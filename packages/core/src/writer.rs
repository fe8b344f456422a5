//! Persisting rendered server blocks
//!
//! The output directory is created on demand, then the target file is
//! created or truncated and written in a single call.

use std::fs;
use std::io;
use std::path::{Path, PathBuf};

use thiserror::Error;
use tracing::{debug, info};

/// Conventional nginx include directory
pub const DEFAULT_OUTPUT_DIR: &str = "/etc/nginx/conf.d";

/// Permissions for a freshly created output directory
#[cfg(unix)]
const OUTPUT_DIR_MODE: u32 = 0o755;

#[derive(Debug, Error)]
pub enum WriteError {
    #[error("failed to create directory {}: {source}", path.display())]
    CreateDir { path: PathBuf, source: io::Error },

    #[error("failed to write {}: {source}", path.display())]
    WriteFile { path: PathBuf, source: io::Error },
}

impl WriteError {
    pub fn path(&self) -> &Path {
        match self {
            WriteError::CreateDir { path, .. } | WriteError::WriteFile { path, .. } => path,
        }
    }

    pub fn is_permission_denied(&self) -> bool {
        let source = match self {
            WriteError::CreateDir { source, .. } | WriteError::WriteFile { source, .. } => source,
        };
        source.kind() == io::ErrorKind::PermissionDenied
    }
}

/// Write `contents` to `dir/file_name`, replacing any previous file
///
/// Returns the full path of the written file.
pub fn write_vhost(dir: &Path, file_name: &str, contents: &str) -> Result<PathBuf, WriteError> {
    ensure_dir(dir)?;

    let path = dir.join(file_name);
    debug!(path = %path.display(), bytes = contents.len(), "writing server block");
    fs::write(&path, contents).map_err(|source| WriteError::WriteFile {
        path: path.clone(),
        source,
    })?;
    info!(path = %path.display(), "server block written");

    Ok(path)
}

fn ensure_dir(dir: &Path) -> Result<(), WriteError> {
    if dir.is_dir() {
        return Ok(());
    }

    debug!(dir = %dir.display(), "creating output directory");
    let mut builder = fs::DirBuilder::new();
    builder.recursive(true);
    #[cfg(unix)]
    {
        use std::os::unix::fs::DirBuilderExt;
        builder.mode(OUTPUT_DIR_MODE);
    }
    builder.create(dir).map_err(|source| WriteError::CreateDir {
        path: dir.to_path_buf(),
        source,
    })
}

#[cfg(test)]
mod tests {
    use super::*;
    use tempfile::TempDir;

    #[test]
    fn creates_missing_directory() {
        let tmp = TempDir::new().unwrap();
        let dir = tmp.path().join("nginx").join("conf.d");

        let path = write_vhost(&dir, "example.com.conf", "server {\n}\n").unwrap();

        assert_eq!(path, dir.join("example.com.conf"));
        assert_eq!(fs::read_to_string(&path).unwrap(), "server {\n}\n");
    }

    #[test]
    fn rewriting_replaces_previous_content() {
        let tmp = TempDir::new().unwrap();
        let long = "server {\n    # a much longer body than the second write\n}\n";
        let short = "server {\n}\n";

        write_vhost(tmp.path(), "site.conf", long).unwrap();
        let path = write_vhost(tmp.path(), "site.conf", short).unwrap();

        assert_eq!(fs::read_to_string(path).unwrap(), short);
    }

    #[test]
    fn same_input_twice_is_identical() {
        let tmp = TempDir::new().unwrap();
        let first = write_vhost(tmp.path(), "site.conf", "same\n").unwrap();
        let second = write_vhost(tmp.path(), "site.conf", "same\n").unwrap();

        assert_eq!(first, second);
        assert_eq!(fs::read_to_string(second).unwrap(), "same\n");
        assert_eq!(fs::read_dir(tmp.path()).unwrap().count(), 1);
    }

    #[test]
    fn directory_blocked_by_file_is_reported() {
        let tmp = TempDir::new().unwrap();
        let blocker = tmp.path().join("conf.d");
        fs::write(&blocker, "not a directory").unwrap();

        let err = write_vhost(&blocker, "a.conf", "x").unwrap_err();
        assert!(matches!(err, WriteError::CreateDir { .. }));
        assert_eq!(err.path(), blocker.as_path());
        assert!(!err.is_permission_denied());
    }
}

What is required: Set down the entire material again, exactly as it stands.

Written response:
filename packages/core/src/writer.rs
repository fe8b344f456422a5
//! Persisting rendered server blocks
//!
//! The output directory is created on demand, then the target file is
//! created or truncated and written in a single call.

use std::fs;
use std::io;
use std::path::{Path, PathBuf};

use thiserror::Error;
use tracing::{debug, info};

/// Conventional nginx include directory
pub const DEFAULT_OUTPUT_DIR: &str = "/etc/nginx/conf.d";

/// Permissions for a freshly created output directory
#[cfg(unix)]
const OUTPUT_DIR_MODE: u32 = 0o755;

#[derive(Debug, Error)]
pub enum WriteError {
    #[error("failed to create directory {}: {source}", path.display())]
    CreateDir { path: PathBuf, source: io::Error },

    #[error("failed to write {}: {source}", path.display())]
    WriteFile { path: PathBuf, source: io::Error },
}

impl WriteError {
    pub fn path(&self) -> &Path {
        match self {
            WriteError::CreateDir { path, .. } | WriteError::WriteFile { path, .. } => path,
        }
    }

    pub fn is_permission_denied(&self) -> bool {
        let source = match self {
            WriteError::CreateDir { source, .. } | WriteError::WriteFile { source, .. } => source,
        };
        source.kind() == io::ErrorKind::PermissionDenied
    }
}

/// Write `contents` to `dir/file_name`, replacing any previous file
///
/// Returns the full path of the written file.
pub fn write_vhost(dir: &Path, file_name: &str, contents: &str) -> Result<PathBuf, WriteError> {
    ensure_dir(dir)?;

    let path = dir.join(file_name);
    debug!(path = %path.display(), bytes = contents.len(), "writing server block");
    fs::write(&path, contents).map_err(|source| WriteError::WriteFile {
        path: path.clone(),
        source,
    })?;
    info!(path = %path.display(), "server block written");

    Ok(path)
}

fn ensure_dir(dir: &Path) -> Result<(), WriteError> {
    if dir.is_dir() {
        return Ok(());
    }

    debug!(dir = %dir.display(), "creating output directory");
    let mut builder = fs::DirBuilder::new();
    builder.recursive(true);
    #[cfg(unix)]
    {
        use std::os::unix::fs::DirBuilderExt;
        builder.mode(OUTPUT_DIR_MODE);
    }
    builder.create(dir).map_err(|source| WriteError::CreateDir {
        path: dir.to_path_buf(),
        source,
    })
}

#[cfg(test)]
mod tests {
    use super::*;
    use tempfile::TempDir;

    #[test]
    fn creates_missing_directory() {
        let tmp = TempDir::new().unwrap();
        let dir = tmp.path().join("nginx").join("conf.d");

        let path = write_vhost(&dir, "example.com.conf", "server {\n}\n").unwrap();

        assert_eq!(path, dir.join("example.com.conf"));
        assert_eq!(fs::read_to_string(&path).unwrap(), "server {\n}\n");
    }

    #[test]
    fn rewriting_replaces_previous_content() {
        let tmp = TempDir::new().unwrap();
        let long = "server {\n    # a much longer body than the second write\n}\n";
        let short = "server {\n}\n";

        write_vhost(tmp.path(), "site.conf", long).unwrap();
        let path = write_vhost(tmp.path(), "site.conf", short).unwrap();

        assert_eq!(fs::read_to_string(path).unwrap(), short);
    }

    #[test]
    fn same_input_twice_is_identical() {
        let tmp = TempDir::new().unwrap();
        let first = write_vhost(tmp.path(), "site.conf", "same\n").unwrap();
        let second = write_vhost(tmp.path(), "site.conf", "same\n").unwrap();

        assert_eq!(first, second);
        assert_eq!(fs::read_to_string(second).unwrap(), "same\n");
        assert_eq!(fs::read_dir(tmp.path()).unwrap().count(), 1);
    }

    #[test]
    fn directory_blocked_by_file_is_reported() {
        let tmp = TempDir::new().unwrap();
        let blocker = tmp.path().join("conf.d");
        fs::write(&blocker, "not a directory").unwrap();

        let err = write_vhost(&blocker, "a.conf", "x").unwrap_err();
        assert!(matches!(err, WriteError::CreateDir { .. }));
        assert_eq!(err.path(), blocker.as_path());
        assert!(!err.is_permission_denied());
    }
}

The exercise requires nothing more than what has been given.